In one preferred embodiment, the circuit may, thus, comprise a phase locked loop or a frequency locked loop, by means of which the internal clock signal may be phase locked or frequency locked to the external clock signal, the phase or frequency locked loop comprising a phase frequency detector unit which is designed to produce a steering signal as a measure of a phase variation or a frequency variation between the internal and external clock signals and a controlled oscillator which is designed to produce the internal clock signal controlled by the steering signal, and further comprise means for combining said control signal with said steering signal before the latter is provided to the oscillator. By use of a phase locked loop or a frequency locked loop for generating the internal clock signal, the latter may be generated largely without jitter, causing the retimed data signal to be largely free of jitter, as well.
The circuit may comprise a first low-pass filter with a first bandwidth for filtering the steering signal before it is provided to the controlled oscillator, as well as a second low-pass filter with a second bandwidth for filtering the control signal before it is combined with the steering signal, wherein said second bandwidth is narrower than said first bandwidth, whereby the control signal changes substantially slower than the frequency locked loop itself. Thus, one may ensure that the internal clock signal is in the correct phase position in relation to the data signal without affecting the desired phase or frequency lock to the external clock signal.
Furthermore, the circuit may comprise means for dividing down the frequency of at least one of the internal clock signal and the external clock signal, respectively, before they are provided to the oscillator.
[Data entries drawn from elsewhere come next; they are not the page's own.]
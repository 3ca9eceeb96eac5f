//! Pairwise drift between two distinguished nodes
//!
//! Both drifts are measured against the collector clock, so their difference
//! is only as trustworthy as the collector clock is stable over the window.

use crate::Estimates;

/// Relative drift of `node_a` against `node_b`
#[derive(Clone, Debug, PartialEq)]
pub struct RelativeDrift {
    pub node_a: String,
    pub node_b: String,
    pub drift_ppm: f64,
}

/// Compares the fitted drift of a fixed pair of nodes
#[derive(Clone, Debug, PartialEq, Eq)]
pub struct DriftComparator {
    pub node_a: String,
    pub node_b: String,
}

impl Default for DriftComparator {
    fn default() -> Self {
        DriftComparator::new("A", "B")
    }
}

impl DriftComparator {
    pub fn new(node_a: impl Into<String>, node_b: impl Into<String>) -> Self {
        DriftComparator {
            node_a: node_a.into(),
            node_b: node_b.into(),
        }
    }

    /// `drift(a) − drift(b)` in ppm, or `None` unless both nodes were fitted
    pub fn compare(&self, estimates: &Estimates) -> Option<f64> {
        let a = estimates.get(&self.node_a)?;
        let b = estimates.get(&self.node_b)?;
        Some(a.drift_ppm - b.drift_ppm)
    }

    pub fn relative(&self, estimates: &Estimates) -> Option<RelativeDrift> {
        self.compare(estimates).map(|drift_ppm| RelativeDrift {
            node_a: self.node_a.clone(),
            node_b: self.node_b.clone(),
            drift_ppm,
        })
    }
}

#[cfg(test)]
mod tests {
    use super::*;
    use crate::DriftEstimate;
    use driftline_journal::{NodeSeries, SyncSample};

    fn estimate(slope: f64) -> DriftEstimate {
        let series = NodeSeries {
            samples: (0..10)
                .map(|i| SyncSample {
                    collector_time: slope * i as f64,
                    device_time: i as f64,
                })
                .collect(),
        };
        DriftEstimate::from_series("x", &series, 5).unwrap()
    }

    #[test]
    fn test_both_present() {
        let mut estimates = Estimates::new();
        estimates.insert("A".into(), estimate(1.000_03));
        estimates.insert("B".into(), estimate(1.000_01));

        let diff = DriftComparator::default().compare(&estimates).unwrap();
        assert!((diff - 20.0).abs() < 1e-6, "diff {diff}");
    }

    #[test]
    fn test_missing_node() {
        let mut estimates = Estimates::new();
        estimates.insert("A".into(), estimate(1.0));
        assert!(DriftComparator::default().compare(&estimates).is_none());
        assert!(DriftComparator::new("B", "A").relative(&estimates).is_none());
    }

    #[test]
    fn test_custom_pair() {
        let mut estimates = Estimates::new();
        estimates.insert("north".into(), estimate(0.999_99));
        estimates.insert("south".into(), estimate(1.0));

        let rel = DriftComparator::new("north", "south")
            .relative(&estimates)
            .unwrap();
        assert!((rel.drift_ppm + 10.0).abs() < 1e-6);
        assert_eq!(rel.node_a, "north");
    }
}
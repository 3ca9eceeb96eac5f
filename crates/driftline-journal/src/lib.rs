//! driftline Journal - the persisted measurement log
//!
//! The log is a write-once, append-only text table:
//!
//! ```text
//! pico_time_s,node,esp_time_s,dist_cm
//! 12.345000,A,3.141593,17.250
//! ```
//!
//! One writer (the collector) appends; one reader (the correlation pass)
//! reads the whole file in a batch.

pub mod reader;
pub mod record;
pub mod sink;

pub use reader::*;
pub use record::*;
pub use sink::*;
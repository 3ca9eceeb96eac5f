use std::time::Duration;

use tokio_util::sync::CancellationToken;
use tracing::{error, info};

use driftline_cli::config::AgentServiceConfig;
use driftline_cli::{cancel_on_shutdown, init_telemetry};
use driftline_runtime::{synthetic_sensor, ExhaustionBackoff, SensorAgent, UdpSink};

#[tokio::main]
async fn main() {
    let config = match AgentServiceConfig::from_env() {
        Ok(cfg) => cfg,
        Err(e) => {
            eprintln!("Failed to load configuration: {}", e);
            std::process::exit(1);
        }
    };

    if let Err(e) = init_telemetry(&config.log_level, config.log_json) {
        eprintln!("Failed to initialize telemetry: {}", e);
        std::process::exit(1);
    }

    let (runtime, dest) = match (config.runtime_config(), config.collector_addr()) {
        (Ok(runtime), Ok(dest)) => (runtime, dest),
        (Err(e), _) | (_, Err(e)) => {
            error!(error = %e, "invalid configuration");
            std::process::exit(1);
        }
    };

    let sink = match UdpSink::connect(dest).await {
        Ok(sink) => sink,
        Err(e) => {
            error!(error = %e, "failed to open socket");
            std::process::exit(1);
        }
    };

    // Random walk inside the accepted window, occasionally out of it
    let sampler = synthetic_sensor(config.seed, config.sample_min, config.sample_max);

    // Back off from 5 ms up to one period while sends run out of buffers
    let reclaim = ExhaustionBackoff::new(Duration::from_millis(5), runtime.period);

    info!(node = %runtime.node, collector = %sink.dest(), "reporting");

    let token = CancellationToken::new();
    cancel_on_shutdown(token.clone());

    let mut agent = SensorAgent::new(runtime, sampler, sink).with_reclaim(reclaim);
    let stats = agent.run(token).await;
    info!(
        cycles = stats.cycles,
        sent = stats.sent,
        exhausted = stats.exhausted,
        "agent shut down"
    );
}
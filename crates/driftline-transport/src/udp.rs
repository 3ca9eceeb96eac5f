//! UDP transport implementation

use std::io;
use std::net::SocketAddr;

use thiserror::Error;
use tokio::net::UdpSocket;

use driftline_core::{DriftlineError, DriftlineResult};
use driftline_wire::PACKET_SIZE;

/// Default receive buffer. Larger than a packet; the excess is ignored by
/// the decoder.
pub const RECV_BUFFER_SIZE: usize = 128;

/// ENOMEM
const RAW_ENOMEM: i32 = 12;

/// Failure to hand a datagram to the network stack
#[derive(Error, Debug)]
pub enum SendFailure {
    /// The stack is out of buffers or memory. Expected under load on small
    /// devices; the datagram is lost and the sender should carry on.
    #[error("Resource exhausted: {0}")]
    ResourceExhausted(io::Error),

    #[error("Send failed: {0}")]
    Other(io::Error),
}

impl SendFailure {
    /// Classify an I/O error from a send call
    pub fn classify(err: io::Error) -> Self {
        if err.kind() == io::ErrorKind::OutOfMemory || err.raw_os_error() == Some(RAW_ENOMEM) {
            SendFailure::ResourceExhausted(err)
        } else {
            SendFailure::Other(err)
        }
    }

    pub fn is_exhausted(&self) -> bool {
        matches!(self, SendFailure::ResourceExhausted(_))
    }
}

/// UDP transport for driftline
pub struct UdpTransport {
    socket: UdpSocket,
    local_addr: SocketAddr,
}

impl UdpTransport {
    /// Bind to a local address
    pub async fn bind(addr: SocketAddr) -> DriftlineResult<Self> {
        let socket = UdpSocket::bind(addr)
            .await
            .map_err(|e| DriftlineError::Bind(format!("{}: {}", addr, e)))?;

        let local_addr = socket
            .local_addr()
            .map_err(|e| DriftlineError::Bind(format!("{}: {}", addr, e)))?;

        Ok(UdpTransport { socket, local_addr })
    }

    /// Bind an ephemeral sending socket matching the destination family
    pub async fn bind_for(dest: SocketAddr) -> DriftlineResult<Self> {
        let any: SocketAddr = if dest.is_ipv4() {
            SocketAddr::from(([0, 0, 0, 0], 0))
        } else {
            SocketAddr::from(([0u16; 8], 0))
        };
        Self::bind(any).await
    }

    /// Get local address
    pub fn local_addr(&self) -> SocketAddr {
        self.local_addr
    }

    /// Send raw bytes to a destination. Fire and forget: nothing is retried.
    pub async fn send_bytes_to(&self, bytes: &[u8], dest: SocketAddr) -> Result<(), SendFailure> {
        self.socket
            .send_to(bytes, dest)
            .await
            .map(|_| ())
            .map_err(SendFailure::classify)
    }

    /// Receive one datagram into `buf` (blocking, no timeout).
    ///
    /// Returns the received length, which may exceed `PACKET_SIZE`.
    pub async fn recv_bytes_from(&self, buf: &mut [u8]) -> DriftlineResult<(usize, SocketAddr)> {
        debug_assert!(buf.len() >= PACKET_SIZE);
        self.socket
            .recv_from(buf)
            .await
            .map_err(|e| DriftlineError::Transport(e.to_string()))
    }
}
The circuit may for example comprise a first divider circuit arranged with a feed-back path of the phase locked loop or the frequency locked loop, the first divider circuit being adapted to divide a feed-back path loop signal by an integer ratio, K, whereby the frequency of the internal clock, signal which samples the digital data signal is multiplied by K with respect to the external clock.
Dividing down the internal clock signal when it is generated by means of a phase or frequency locked loop enables the phase lock or the frequency lock operation to be performed at a frequency lower than that of the internal clock signal. Dividing down the external clock signal allows this signal as well to have a frequency higher than that at which the phase or frequency lock operation is performed. Thus, the performance of one (or both) of these divisions also allows the frequency of the internal clock signal to differ from the frequency of the external clock signal.
In another preferred embodiment of the invention the one or several digital data signals may form part of a data bus carrying several associated digital data signals. The data sampling means may comprise one or several D-FFs being adapted to receive the internal clock signal to sample a respective digital data signal of the one or several digital data signal(s).
The retiming circuit may further comprise a multiplexer adapted to receive the several associated digital data signals and to generate an outgoing serial digital data signal from the several associated digital data signals, the multiplexer being clocked by a clock signal derived from the internal clock signal.